• [WHAT IS NEEDED] From top to bottom, restate the entries below word for word.

Start of RECORDS PROVIDED

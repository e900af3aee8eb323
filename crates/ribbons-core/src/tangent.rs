use glam::DVec2;

use crate::history::NodeHistory;

/// Direction of the segment `from -> to`, in radians.
#[inline]
pub fn segment_angle(from: DVec2, to: DVec2) -> f64 {
    (to.y - from.y).atan2(to.x - from.x)
}

/// Local ribbon direction at node `i`.
///
/// The head has no predecessor, so it looks forward at node 1; every other
/// node looks back at node `i - 1`. Both point from newer to older. Needs at
/// least two nodes.
#[inline]
pub fn tangent_angle(history: &NodeHistory, i: usize) -> f64 {
    if i == 0 {
        segment_angle(history.node(0), history.node(1))
    } else {
        segment_angle(history.node(i - 1), history.node(i))
    }
}
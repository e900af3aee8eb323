//! Renderer-side thread fed with frame snapshots.
//!
//! The simulation owns the live buffers and mutates them every frame, so the
//! presenter never sees them directly. Each frame the loop copies the sink's
//! state into a spare [`FrameSnapshot`] and sends it over; the presenter sends
//! it back once a newer one arrives. A new snapshot is only allocated when
//! none has come back yet, so after warm-up a handful of them circulate and
//! their buffers keep their capacity.

use std::thread::JoinHandle;

use crossbeam_channel::{Receiver, Sender, TryRecvError};
use ribbons_platform::{DiskRecord, HeadlessSink};
use serde::Serialize;
use tracing::{debug, info};

use crate::settings::AppError;

#[derive(Debug, Clone, Default, Serialize)]
pub struct FrameSnapshot {
    pub frame: u64,
    /// Vertex floats of every mesh, concatenated in creation order.
    pub vertices: Vec<f32>,
    /// Float count of each mesh within `vertices`.
    pub mesh_lengths: Vec<usize>,
    pub disks: Vec<DiskRecord>,
}

impl FrameSnapshot {
    pub fn capture(&mut self, frame: u64, sink: &HeadlessSink) {
        self.frame = frame;
        self.vertices.clear();
        self.mesh_lengths.clear();
        for mesh in sink.meshes() {
            self.vertices.extend_from_slice(&mesh.vertices);
            self.mesh_lengths.push(mesh.vertices.len());
        }
        self.disks.clear();
        self.disks.extend_from_slice(sink.disks());
    }

    /// Axis-aligned bounds of every vertex and disk center.
    pub fn bounds(&self) -> Option<([f32; 2], [f32; 2])> {
        let points = self
            .vertices
            .chunks_exact(2)
            .map(|p| [p[0], p[1]])
            .chain(self.disks.iter().map(|d| d.center));
        points.fold(None, |acc, [x, y]| {
            Some(match acc {
                None => ([x, y], [x, y]),
                Some((min, max)) => (
                    [min[0].min(x), min[1].min(y)],
                    [max[0].max(x), max[1].max(y)],
                ),
            })
        })
    }
}

pub struct Presenter {
    full: Sender<FrameSnapshot>,
    empty: Receiver<FrameSnapshot>,
    spare: Option<FrameSnapshot>,
    handle: JoinHandle<Option<FrameSnapshot>>,
}

impl Presenter {
    pub fn spawn(log_interval: u64) -> Self {
        let (full, full_rx) = crossbeam_channel::bounded::<FrameSnapshot>(1);
        let (empty_tx, empty) = crossbeam_channel::unbounded::<FrameSnapshot>();

        let handle = std::thread::spawn(move || present_loop(full_rx, empty_tx, log_interval));

        Self {
            full,
            empty,
            spare: Some(FrameSnapshot::default()),
            handle,
        }
    }

    /// Copies the sink into a free snapshot and queues it. Blocks while the
    /// presenter is a frame behind.
    pub fn submit(&mut self, frame: u64, sink: &HeadlessSink) -> Result<(), AppError> {
        let mut snapshot = match self.spare.take() {
            Some(snapshot) => snapshot,
            None => match self.empty.try_recv() {
                Ok(snapshot) => snapshot,
                Err(TryRecvError::Empty) => FrameSnapshot::default(),
                Err(TryRecvError::Disconnected) => return Err(AppError::PresenterGone),
            },
        };
        snapshot.capture(frame, sink);
        self.full
            .send(snapshot)
            .map_err(|_| AppError::PresenterGone)
    }

    /// Closes the channel and returns the last snapshot the presenter saw.
    pub fn finish(self) -> Result<Option<FrameSnapshot>, AppError> {
        let Presenter { full, handle, .. } = self;
        drop(full);
        handle.join().map_err(|_| AppError::PresenterGone)
    }
}

fn present_loop(
    full: Receiver<FrameSnapshot>,
    empty: Sender<FrameSnapshot>,
    log_interval: u64,
) -> Option<FrameSnapshot> {
    info!("presenter: started");
    let mut last: Option<FrameSnapshot> = None;
    while let Ok(snapshot) = full.recv() {
        if log_interval > 0 && snapshot.frame % log_interval == 0 {
            match snapshot.bounds() {
                Some((min, max)) => info!(
                    "presenter: frame {} spans ({:.1}, {:.1})..({:.1}, {:.1})",
                    snapshot.frame, min[0], min[1], max[0], max[1]
                ),
                None => info!("presenter: frame {} is empty", snapshot.frame),
            }
        }
        if let Some(previous) = last.replace(snapshot) {
            if empty.send(previous).is_err() {
                debug!("presenter: recycle channel closed");
            }
        }
    }
    info!("presenter: stopped");
    last
}
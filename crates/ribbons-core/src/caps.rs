use glam::{DVec2, Vec2};
use serde::{Deserialize, Serialize};

use crate::mesh::{LayerPair, RibbonShape};

/// A round visual, positioned by its center.
#[derive(Debug, Clone, Copy, PartialEq, Serialize, Deserialize)]
pub struct Disk {
    pub center: Vec2,
    pub radius: f32,
}

/// Head and tail caps of a ribbon, one disk per layer at each end. The radii
/// match the layer half-widths so the caps close the strip flush.
#[derive(Debug, Clone, Copy, PartialEq, Serialize, Deserialize)]
pub struct CapSet {
    pub head: LayerPair<Disk>,
    pub tail: LayerPair<Disk>,
}

impl CapSet {
    pub fn new(start: DVec2, shape: &RibbonShape) -> Self {
        let start = start.as_vec2();
        let disks = shape.half_widths().map(|_, &radius| Disk {
            center: start,
            radius,
        });
        Self {
            head: disks,
            tail: disks,
        }
    }

    pub fn recenter(&mut self, head: DVec2, tail: DVec2) {
        let (head, tail) = (head.as_vec2(), tail.as_vec2());
        self.head.outer.center = head;
        self.head.inner.center = head;
        self.tail.outer.center = tail;
        self.tail.inner.center = tail;
    }
}
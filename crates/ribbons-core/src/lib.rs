//! Ribbons core engine: platform-agnostic trail geometry.
//!
//! A [`RibbonTrail`] keeps the last `N` head positions and rebuilds a
//! two-layer strip mesh from them every frame; a [`PointChainTrail`] just drags
//! disks behind its head. Both hand their state to a renderer through
//! [`ribbons_platform::RenderSink`].

pub mod caps;
pub mod chain;
pub mod config;
pub mod engine;
pub mod error;
pub mod history;
pub mod kinematics;
pub mod mesh;
pub mod meter;
pub mod ribbon;
pub mod tangent;

pub use crate::caps::{CapSet, Disk};
pub use crate::chain::PointChainTrail;
pub use crate::config::{BurstPreset, ChainConfig, EngineConfig, RibbonConfig};
pub use crate::engine::TrailEngine;
pub use crate::error::{ConfigError, Result, TrailError};
pub use crate::history::NodeHistory;
pub use crate::kinematics::{Kinematics, StepOrder};
pub use crate::mesh::{EdgePair, Layer, LayerPair, RibbonMesh, RibbonShape};
pub use crate::meter::{FrameStats, ThroughputMeter};
pub use crate::ribbon::{RibbonBinding, RibbonTrail};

End of RECORDS PROVIDED

• [TASK RESULT]
repository e900af3aee8eb323
filename crates/ribbons-core/src/tangent.rs
use glam::DVec2;

use crate::history::NodeHistory;

/// Direction of the segment `from -> to`, in radians.
#[inline]
pub fn segment_angle(from: DVec2, to: DVec2) -> f64 {
    (to.y - from.y).atan2(to.x - from.x)
}

/// Local ribbon direction at node `i`.
///
/// The head has no predecessor, so it looks forward at node 1; every other
/// node looks back at node `i - 1`. Both point from newer to older. Needs at
/// least two nodes.
#[inline]
pub fn tangent_angle(history: &NodeHistory, i: usize) -> f64 {
    if i == 0 {
        segment_angle(history.node(0), history.node(1))
    } else {
        segment_angle(history.node(i - 1), history.node(i))
    }
}
repository e900af3aee8eb323
//! Renderer-side thread fed with frame snapshots.
//!
//! The simulation owns the live buffers and mutates them every frame, so the
//! presenter never sees them directly. Each frame the loop copies the sink's
//! state into a spare [`FrameSnapshot`] and sends it over; the presenter sends
//! it back once a newer one arrives. A new snapshot is only allocated when
//! none has come back yet, so after warm-up a handful of them circulate and
//! their buffers keep their capacity.

use std::thread::JoinHandle;

use crossbeam_channel::{Receiver, Sender, TryRecvError};
use ribbons_platform::{DiskRecord, HeadlessSink};
use serde::Serialize;
use tracing::{debug, info};

use crate::settings::AppError;

#[derive(Debug, Clone, Default, Serialize)]
pub struct FrameSnapshot {
    pub frame: u64,
    /// Vertex floats of every mesh, concatenated in creation order.
    pub vertices: Vec<f32>,
    /// Float count of each mesh within `vertices`.
    pub mesh_lengths: Vec<usize>,
    pub disks: Vec<DiskRecord>,
}

impl FrameSnapshot {
    pub fn capture(&mut self, frame: u64, sink: &HeadlessSink) {
        self.frame = frame;
        self.vertices.clear();
        self.mesh_lengths.clear();
        for mesh in sink.meshes() {
            self.vertices.extend_from_slice(&mesh.vertices);
            self.mesh_lengths.push(mesh.vertices.len());
        }
        self.disks.clear();
        self.disks.extend_from_slice(sink.disks());
    }

    /// Axis-aligned bounds of every vertex and disk center.
    pub fn bounds(&self) -> Option<([f32; 2], [f32; 2])> {
        let points = self
            .vertices
            .chunks_exact(2)
            .map(|p| [p[0], p[1]])
            .chain(self.disks.iter().map(|d| d.center));
        points.fold(None, |acc, [x, y]| {
            Some(match acc {
                None => ([x, y], [x, y]),
                Some((min, max)) => (
                    [min[0].min(x), min[1].min(y)],
                    [max[0].max(x), max[1].max(y)],
                ),
            })
        })
    }
}

pub struct Presenter {
    full: Sender<FrameSnapshot>,
    empty: Receiver<FrameSnapshot>,
    spare: Option<FrameSnapshot>,
    handle: JoinHandle<Option<FrameSnapshot>>,
}

impl Presenter {
    pub fn spawn(log_interval: u64) -> Self {
        let (full, full_rx) = crossbeam_channel::bounded::<FrameSnapshot>(1);
        let (empty_tx, empty) = crossbeam_channel::unbounded::<FrameSnapshot>();

        let handle = std::thread::spawn(move || present_loop(full_rx, empty_tx, log_interval));

        Self {
            full,
            empty,
            spare: Some(FrameSnapshot::default()),
            handle,
        }
    }

    /// Copies the sink into a free snapshot and queues it. Blocks while the
    /// presenter is a frame behind.
    pub fn submit(&mut self, frame: u64, sink: &HeadlessSink) -> Result<(), AppError> {
        let mut snapshot = match self.spare.take() {
            Some(snapshot) => snapshot,
            None => match self.empty.try_recv() {
                Ok(snapshot) => snapshot,
                Err(TryRecvError::Empty) => FrameSnapshot::default(),
                Err(TryRecvError::Disconnected) => return Err(AppError::PresenterGone),
            },
        };
        snapshot.capture(frame, sink);
        self.full
            .send(snapshot)
            .map_err(|_| AppError::PresenterGone)
    }

    /// Closes the channel and returns the last snapshot the presenter saw.
    pub fn finish(self) -> Result<Option<FrameSnapshot>, AppError> {
        let Presenter { full, handle, .. } = self;
        drop(full);
        handle.join().map_err(|_| AppError::PresenterGone)
    }
}

fn present_loop(
    full: Receiver<FrameSnapshot>,
    empty: Sender<FrameSnapshot>,
    log_interval: u64,
) -> Option<FrameSnapshot> {
    info!("presenter: started");
    let mut last: Option<FrameSnapshot> = None;
    while let Ok(snapshot) = full.recv() {
        if log_interval > 0 && snapshot.frame % log_interval == 0 {
            match snapshot.bounds() {
                Some((min, max)) => info!(
                    "presenter: frame {} spans ({:.1}, {:.1})..({:.1}, {:.1})",
                    snapshot.frame, min[0], min[1], max[0], max[1]
                ),
                None => info!("presenter: frame {} is empty", snapshot.frame),
            }
        }
        if let Some(previous) = last.replace(snapshot) {
            if empty.send(previous).is_err() {
                debug!("presenter: recycle channel closed");
            }
        }
    }
    info!("presenter: stopped");
    last
}
filename crates/ribbons-core/src/caps.rs
use glam::{DVec2, Vec2};
use serde::{Deserialize, Serialize};

use crate::mesh::{LayerPair, RibbonShape};

/// A round visual, positioned by its center.
#[derive(Debug, Clone, Copy, PartialEq, Serialize, Deserialize)]
pub struct Disk {
    pub center: Vec2,
    pub radius: f32,
}

/// Head and tail caps of a ribbon, one disk per layer at each end. The radii
/// match the layer half-widths so the caps close the strip flush.
#[derive(Debug, Clone, Copy, PartialEq, Serialize, Deserialize)]
pub struct CapSet {
    pub head: LayerPair<Disk>,
    pub tail: LayerPair<Disk>,
}

impl CapSet {
    pub fn new(start: DVec2, shape: &RibbonShape) -> Self {
        let start = start.as_vec2();
        let disks = shape.half_widths().map(|_, &radius| Disk {
            center: start,
            radius,
        });
        Self {
            head: disks,
            tail: disks,
        }
    }

    pub fn recenter(&mut self, head: DVec2, tail: DVec2) {
        let (head, tail) = (head.as_vec2(), tail.as_vec2());
        self.head.outer.center = head;
        self.head.inner.center = head;
        self.tail.outer.center = tail;
        self.tail.inner.center = tail;
    }
}
filename crates/ribbons-core/src/lib.rs
//! Ribbons core engine: platform-agnostic trail geometry.
//!
//! A [`RibbonTrail`] keeps the last `N` head positions and rebuilds a
//! two-layer strip mesh from them every frame; a [`PointChainTrail`] just drags
//! disks behind its head. Both hand their state to a renderer through
//! [`ribbons_platform::RenderSink`].

pub mod caps;
pub mod chain;
pub mod config;
pub mod engine;
pub mod error;
pub mod history;
pub mod kinematics;
pub mod mesh;
pub mod meter;
pub mod ribbon;
pub mod tangent;

pub use crate::caps::{CapSet, Disk};
pub use crate::chain::PointChainTrail;
pub use crate::config::{BurstPreset, ChainConfig, EngineConfig, RibbonConfig};
pub use crate::engine::TrailEngine;
pub use crate::error::{ConfigError, Result, TrailError};
pub use crate::history::NodeHistory;
pub use crate::kinematics::{Kinematics, StepOrder};
pub use crate::mesh::{EdgePair, Layer, LayerPair, RibbonMesh, RibbonShape};
pub use crate::meter::{FrameStats, ThroughputMeter};
pub use crate::ribbon::{RibbonBinding, RibbonTrail};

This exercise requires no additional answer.